(Beginning of Available data)
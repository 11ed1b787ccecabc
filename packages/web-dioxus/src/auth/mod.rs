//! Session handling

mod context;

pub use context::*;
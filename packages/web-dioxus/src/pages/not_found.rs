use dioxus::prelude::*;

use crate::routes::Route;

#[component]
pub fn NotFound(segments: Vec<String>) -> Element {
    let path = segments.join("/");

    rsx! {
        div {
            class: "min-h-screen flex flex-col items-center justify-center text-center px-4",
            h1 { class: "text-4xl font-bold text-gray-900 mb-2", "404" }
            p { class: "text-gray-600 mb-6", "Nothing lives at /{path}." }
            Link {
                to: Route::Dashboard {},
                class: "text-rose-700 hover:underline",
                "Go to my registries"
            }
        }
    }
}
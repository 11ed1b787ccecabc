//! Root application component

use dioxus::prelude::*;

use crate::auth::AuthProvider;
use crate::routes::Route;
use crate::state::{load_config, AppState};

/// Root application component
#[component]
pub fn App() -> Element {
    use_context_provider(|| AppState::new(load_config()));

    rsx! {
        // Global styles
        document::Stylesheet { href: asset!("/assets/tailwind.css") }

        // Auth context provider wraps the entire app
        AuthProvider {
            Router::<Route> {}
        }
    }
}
(End of Available data)
▶ About this exercise
Output every record above a second time, exactly.

▶ Answer section
repository 11ed1b787ccecabc
filename packages/web-dioxus/src/auth/mod.rs
//! Session handling

mod context;

pub use context::*;
filename packages/web-dioxus/src/pages/not_found.rs
use dioxus::prelude::*;

use crate::routes::Route;

#[component]
pub fn NotFound(segments: Vec<String>) -> Element {
    let path = segments.join("/");

    rsx! {
        div {
            class: "min-h-screen flex flex-col items-center justify-center text-center px-4",
            h1 { class: "text-4xl font-bold text-gray-900 mb-2", "404" }
            p { class: "text-gray-600 mb-6", "Nothing lives at /{path}." }
            Link {
                to: Route::Dashboard {},
                class: "text-rose-700 hover:underline",
                "Go to my registries"
            }
        }
    }
}
repository 11ed1b787ccecabc
//! Root application component

use dioxus::prelude::*;

use crate::auth::AuthProvider;
use crate::routes::Route;
use crate::state::{load_config, AppState};

/// Root application component
#[component]
pub fn App() -> Element {
    use_context_provider(|| AppState::new(load_config()));

    rsx! {
        // Global styles
        document::Stylesheet { href: asset!("/assets/tailwind.css") }

        // Auth context provider wraps the entire app
        AuthProvider {
            Router::<Route> {}
        }
    }
}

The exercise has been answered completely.